◆ **TASK PROMPT**
Could the data below be copied out in full, word for word?

Top of INFORMATION PROVIDED

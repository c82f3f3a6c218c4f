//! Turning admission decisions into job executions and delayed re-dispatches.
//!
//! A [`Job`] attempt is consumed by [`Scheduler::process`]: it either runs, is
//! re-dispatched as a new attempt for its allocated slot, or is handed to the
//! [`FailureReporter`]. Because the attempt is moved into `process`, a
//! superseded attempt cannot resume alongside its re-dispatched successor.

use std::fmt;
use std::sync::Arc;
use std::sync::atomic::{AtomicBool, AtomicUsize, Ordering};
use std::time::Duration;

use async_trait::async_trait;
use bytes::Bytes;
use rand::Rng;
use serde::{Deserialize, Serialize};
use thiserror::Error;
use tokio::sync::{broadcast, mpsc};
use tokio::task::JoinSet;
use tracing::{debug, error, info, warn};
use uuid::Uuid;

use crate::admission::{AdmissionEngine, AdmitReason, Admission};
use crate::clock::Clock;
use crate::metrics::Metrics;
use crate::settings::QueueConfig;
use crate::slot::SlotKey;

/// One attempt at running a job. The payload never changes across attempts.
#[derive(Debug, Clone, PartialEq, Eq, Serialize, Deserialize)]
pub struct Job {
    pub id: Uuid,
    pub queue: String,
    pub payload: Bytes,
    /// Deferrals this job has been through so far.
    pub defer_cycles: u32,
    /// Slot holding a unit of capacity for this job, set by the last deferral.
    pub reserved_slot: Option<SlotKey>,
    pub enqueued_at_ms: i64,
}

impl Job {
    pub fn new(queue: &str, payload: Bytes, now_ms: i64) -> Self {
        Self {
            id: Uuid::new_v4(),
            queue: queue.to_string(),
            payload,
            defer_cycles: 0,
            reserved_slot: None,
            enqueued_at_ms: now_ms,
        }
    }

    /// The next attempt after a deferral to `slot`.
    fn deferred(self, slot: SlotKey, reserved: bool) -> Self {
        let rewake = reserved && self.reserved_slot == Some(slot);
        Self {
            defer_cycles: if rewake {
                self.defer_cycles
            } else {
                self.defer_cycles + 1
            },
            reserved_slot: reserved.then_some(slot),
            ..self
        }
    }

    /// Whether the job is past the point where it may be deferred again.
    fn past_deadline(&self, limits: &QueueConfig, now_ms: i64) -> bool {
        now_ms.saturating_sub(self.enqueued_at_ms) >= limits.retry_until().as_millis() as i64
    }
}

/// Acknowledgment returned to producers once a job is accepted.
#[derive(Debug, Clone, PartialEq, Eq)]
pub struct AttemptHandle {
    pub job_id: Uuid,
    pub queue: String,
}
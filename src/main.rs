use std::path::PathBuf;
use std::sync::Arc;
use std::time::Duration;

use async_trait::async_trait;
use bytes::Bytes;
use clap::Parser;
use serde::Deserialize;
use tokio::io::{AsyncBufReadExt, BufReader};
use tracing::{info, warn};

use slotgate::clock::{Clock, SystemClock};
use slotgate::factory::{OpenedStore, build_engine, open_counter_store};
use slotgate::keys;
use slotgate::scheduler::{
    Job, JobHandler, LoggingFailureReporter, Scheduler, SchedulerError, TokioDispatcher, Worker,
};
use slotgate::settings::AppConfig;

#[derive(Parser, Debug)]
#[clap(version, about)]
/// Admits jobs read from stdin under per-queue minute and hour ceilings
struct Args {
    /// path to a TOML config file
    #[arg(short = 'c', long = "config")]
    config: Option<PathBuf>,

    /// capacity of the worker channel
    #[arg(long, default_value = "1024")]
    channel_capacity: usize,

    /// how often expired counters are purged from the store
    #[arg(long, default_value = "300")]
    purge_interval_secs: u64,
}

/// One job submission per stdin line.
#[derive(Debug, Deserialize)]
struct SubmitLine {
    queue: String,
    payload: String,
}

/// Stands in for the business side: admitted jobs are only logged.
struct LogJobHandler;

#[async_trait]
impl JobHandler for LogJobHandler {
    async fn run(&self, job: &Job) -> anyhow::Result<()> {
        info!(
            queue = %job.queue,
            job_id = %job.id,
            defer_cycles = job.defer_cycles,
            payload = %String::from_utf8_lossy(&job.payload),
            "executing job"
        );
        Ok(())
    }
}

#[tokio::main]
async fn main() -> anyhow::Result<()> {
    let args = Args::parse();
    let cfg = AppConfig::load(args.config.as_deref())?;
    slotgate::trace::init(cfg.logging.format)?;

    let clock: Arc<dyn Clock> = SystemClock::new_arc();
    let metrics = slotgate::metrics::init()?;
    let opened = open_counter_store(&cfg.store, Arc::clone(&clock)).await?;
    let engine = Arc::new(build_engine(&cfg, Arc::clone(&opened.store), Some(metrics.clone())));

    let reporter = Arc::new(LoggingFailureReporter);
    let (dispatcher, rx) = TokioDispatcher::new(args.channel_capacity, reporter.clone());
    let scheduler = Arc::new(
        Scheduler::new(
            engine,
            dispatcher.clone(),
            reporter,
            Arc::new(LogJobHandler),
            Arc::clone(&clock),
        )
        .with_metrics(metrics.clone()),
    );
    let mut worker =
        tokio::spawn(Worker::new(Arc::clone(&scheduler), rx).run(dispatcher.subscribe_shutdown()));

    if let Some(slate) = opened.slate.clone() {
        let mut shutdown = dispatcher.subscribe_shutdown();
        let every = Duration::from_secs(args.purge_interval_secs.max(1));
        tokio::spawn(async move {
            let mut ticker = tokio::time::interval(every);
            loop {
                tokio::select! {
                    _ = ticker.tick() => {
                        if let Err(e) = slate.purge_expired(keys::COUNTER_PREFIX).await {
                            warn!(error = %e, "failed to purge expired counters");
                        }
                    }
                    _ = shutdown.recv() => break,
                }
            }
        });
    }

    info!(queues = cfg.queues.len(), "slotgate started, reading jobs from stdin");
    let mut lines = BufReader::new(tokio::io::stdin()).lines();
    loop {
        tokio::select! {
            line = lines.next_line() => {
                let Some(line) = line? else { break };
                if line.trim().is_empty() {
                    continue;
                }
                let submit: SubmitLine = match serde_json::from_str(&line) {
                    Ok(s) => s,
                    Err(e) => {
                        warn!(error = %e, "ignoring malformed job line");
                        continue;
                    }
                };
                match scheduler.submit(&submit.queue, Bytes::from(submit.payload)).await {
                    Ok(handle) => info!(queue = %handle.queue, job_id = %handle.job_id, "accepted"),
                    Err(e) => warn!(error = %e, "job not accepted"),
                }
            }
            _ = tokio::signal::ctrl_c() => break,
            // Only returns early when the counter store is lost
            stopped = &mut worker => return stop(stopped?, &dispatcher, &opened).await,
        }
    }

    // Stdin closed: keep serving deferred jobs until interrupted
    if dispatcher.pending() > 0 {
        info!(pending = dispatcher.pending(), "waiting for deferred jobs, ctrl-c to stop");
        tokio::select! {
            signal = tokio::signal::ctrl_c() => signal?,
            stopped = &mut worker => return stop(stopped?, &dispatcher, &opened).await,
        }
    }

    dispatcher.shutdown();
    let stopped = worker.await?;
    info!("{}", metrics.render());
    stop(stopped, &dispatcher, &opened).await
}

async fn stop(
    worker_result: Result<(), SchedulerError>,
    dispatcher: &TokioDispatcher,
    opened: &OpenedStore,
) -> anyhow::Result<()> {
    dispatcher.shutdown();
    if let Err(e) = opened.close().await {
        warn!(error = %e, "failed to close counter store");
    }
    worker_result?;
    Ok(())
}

Bottom of INFORMATION PROVIDED

◆ **EXERCISE RESPONSE**
repository c82f3f3a6c218c4f
//! Turning admission decisions into job executions and delayed re-dispatches.
//!
//! A [`Job`] attempt is consumed by [`Scheduler::process`]: it either runs, is
//! re-dispatched as a new attempt for its allocated slot, or is handed to the
//! [`FailureReporter`]. Because the attempt is moved into `process`, a
//! superseded attempt cannot resume alongside its re-dispatched successor.

use std::fmt;
use std::sync::Arc;
use std::sync::atomic::{AtomicBool, AtomicUsize, Ordering};
use std::time::Duration;

use async_trait::async_trait;
use bytes::Bytes;
use rand::Rng;
use serde::{Deserialize, Serialize};
use thiserror::Error;
use tokio::sync::{broadcast, mpsc};
use tokio::task::JoinSet;
use tracing::{debug, error, info, warn};
use uuid::Uuid;

use crate::admission::{AdmissionEngine, AdmitReason, Admission};
use crate::clock::Clock;
use crate::metrics::Metrics;
use crate::settings::QueueConfig;
use crate::slot::SlotKey;

/// One attempt at running a job. The payload never changes across attempts.
#[derive(Debug, Clone, PartialEq, Eq, Serialize, Deserialize)]
pub struct Job {
    pub id: Uuid,
    pub queue: String,
    pub payload: Bytes,
    /// Deferrals this job has been through so far.
    pub defer_cycles: u32,
    /// Slot holding a unit of capacity for this job, set by the last deferral.
    pub reserved_slot: Option<SlotKey>,
    pub enqueued_at_ms: i64,
}

impl Job {
    pub fn new(queue: &str, payload: Bytes, now_ms: i64) -> Self {
        Self {
            id: Uuid::new_v4(),
            queue: queue.to_string(),
            payload,
            defer_cycles: 0,
            reserved_slot: None,
            enqueued_at_ms: now_ms,
        }
    }

    /// The next attempt after a deferral to `slot`.
    fn deferred(self, slot: SlotKey, reserved: bool) -> Self {
        let rewake = reserved && self.reserved_slot == Some(slot);
        Self {
            defer_cycles: if rewake {
                self.defer_cycles
            } else {
                self.defer_cycles + 1
            },
            reserved_slot: reserved.then_some(slot),
            ..self
        }
    }

    /// Whether the job is past the point where it may be deferred again.
    fn past_deadline(&self, limits: &QueueConfig, now_ms: i64) -> bool {
        now_ms.saturating_sub(self.enqueued_at_ms) >= limits.retry_until().as_millis() as i64
    }
}

/// Acknowledgment returned to producers once a job is accepted.
#[derive(Debug, Clone, PartialEq, Eq)]
pub struct AttemptHandle {
    pub job_id: Uuid,
    pub queue: String,
}
filename src/main.rs
use std::path::PathBuf;
use std::sync::Arc;
use std::time::Duration;

use async_trait::async_trait;
use bytes::Bytes;
use clap::Parser;
use serde::Deserialize;
use tokio::io::{AsyncBufReadExt, BufReader};
use tracing::{info, warn};

use slotgate::clock::{Clock, SystemClock};
use slotgate::factory::{OpenedStore, build_engine, open_counter_store};
use slotgate::keys;
use slotgate::scheduler::{
    Job, JobHandler, LoggingFailureReporter, Scheduler, SchedulerError, TokioDispatcher, Worker,
};
use slotgate::settings::AppConfig;

#[derive(Parser, Debug)]
#[clap(version, about)]
/// Admits jobs read from stdin under per-queue minute and hour ceilings
struct Args {
    /// path to a TOML config file
    #[arg(short = 'c', long = "config")]
    config: Option<PathBuf>,

    /// capacity of the worker channel
    #[arg(long, default_value = "1024")]
    channel_capacity: usize,

    /// how often expired counters are purged from the store
    #[arg(long, default_value = "300")]
    purge_interval_secs: u64,
}

/// One job submission per stdin line.
#[derive(Debug, Deserialize)]
struct SubmitLine {
    queue: String,
    payload: String,
}

/// Stands in for the business side: admitted jobs are only logged.
struct LogJobHandler;

#[async_trait]
impl JobHandler for LogJobHandler {
    async fn run(&self, job: &Job) -> anyhow::Result<()> {
        info!(
            queue = %job.queue,
            job_id = %job.id,
            defer_cycles = job.defer_cycles,
            payload = %String::from_utf8_lossy(&job.payload),
            "executing job"
        );
        Ok(())
    }
}

#[tokio::main]
async fn main() -> anyhow::Result<()> {
    let args = Args::parse();
    let cfg = AppConfig::load(args.config.as_deref())?;
    slotgate::trace::init(cfg.logging.format)?;

    let clock: Arc<dyn Clock> = SystemClock::new_arc();
    let metrics = slotgate::metrics::init()?;
    let opened = open_counter_store(&cfg.store, Arc::clone(&clock)).await?;
    let engine = Arc::new(build_engine(&cfg, Arc::clone(&opened.store), Some(metrics.clone())));

    let reporter = Arc::new(LoggingFailureReporter);
    let (dispatcher, rx) = TokioDispatcher::new(args.channel_capacity, reporter.clone());
    let scheduler = Arc::new(
        Scheduler::new(
            engine,
            dispatcher.clone(),
            reporter,
            Arc::new(LogJobHandler),
            Arc::clone(&clock),
        )
        .with_metrics(metrics.clone()),
    );
    let mut worker =
        tokio::spawn(Worker::new(Arc::clone(&scheduler), rx).run(dispatcher.subscribe_shutdown()));

    if let Some(slate) = opened.slate.clone() {
        let mut shutdown = dispatcher.subscribe_shutdown();
        let every = Duration::from_secs(args.purge_interval_secs.max(1));
        tokio::spawn(async move {
            let mut ticker = tokio::time::interval(every);
            loop {
                tokio::select! {
                    _ = ticker.tick() => {
                        if let Err(e) = slate.purge_expired(keys::COUNTER_PREFIX).await {
                            warn!(error = %e, "failed to purge expired counters");
                        }
                    }
                    _ = shutdown.recv() => break,
                }
            }
        });
    }

    info!(queues = cfg.queues.len(), "slotgate started, reading jobs from stdin");
    let mut lines = BufReader::new(tokio::io::stdin()).lines();
    loop {
        tokio::select! {
            line = lines.next_line() => {
                let Some(line) = line? else { break };
                if line.trim().is_empty() {
                    continue;
                }
                let submit: SubmitLine = match serde_json::from_str(&line) {
                    Ok(s) => s,
                    Err(e) => {
                        warn!(error = %e, "ignoring malformed job line");
                        continue;
                    }
                };
                match scheduler.submit(&submit.queue, Bytes::from(submit.payload)).await {
                    Ok(handle) => info!(queue = %handle.queue, job_id = %handle.job_id, "accepted"),
                    Err(e) => warn!(error = %e, "job not accepted"),
                }
            }
            _ = tokio::signal::ctrl_c() => break,
            // Only returns early when the counter store is lost
            stopped = &mut worker => return stop(stopped?, &dispatcher, &opened).await,
        }
    }

    // Stdin closed: keep serving deferred jobs until interrupted
    if dispatcher.pending() > 0 {
        info!(pending = dispatcher.pending(), "waiting for deferred jobs, ctrl-c to stop");
        tokio::select! {
            signal = tokio::signal::ctrl_c() => signal?,
            stopped = &mut worker => return stop(stopped?, &dispatcher, &opened).await,
        }
    }

    dispatcher.shutdown();
    let stopped = worker.await?;
    info!("{}", metrics.render());
    stop(stopped, &dispatcher, &opened).await
}

async fn stop(
    worker_result: Result<(), SchedulerError>,
    dispatcher: &TokioDispatcher,
    opened: &OpenedStore,
) -> anyhow::Result<()> {
    dispatcher.shutdown();
    if let Err(e) = opened.close().await {
        warn!(error = %e, "failed to close counter store");
    }
    worker_result?;
    Ok(())
}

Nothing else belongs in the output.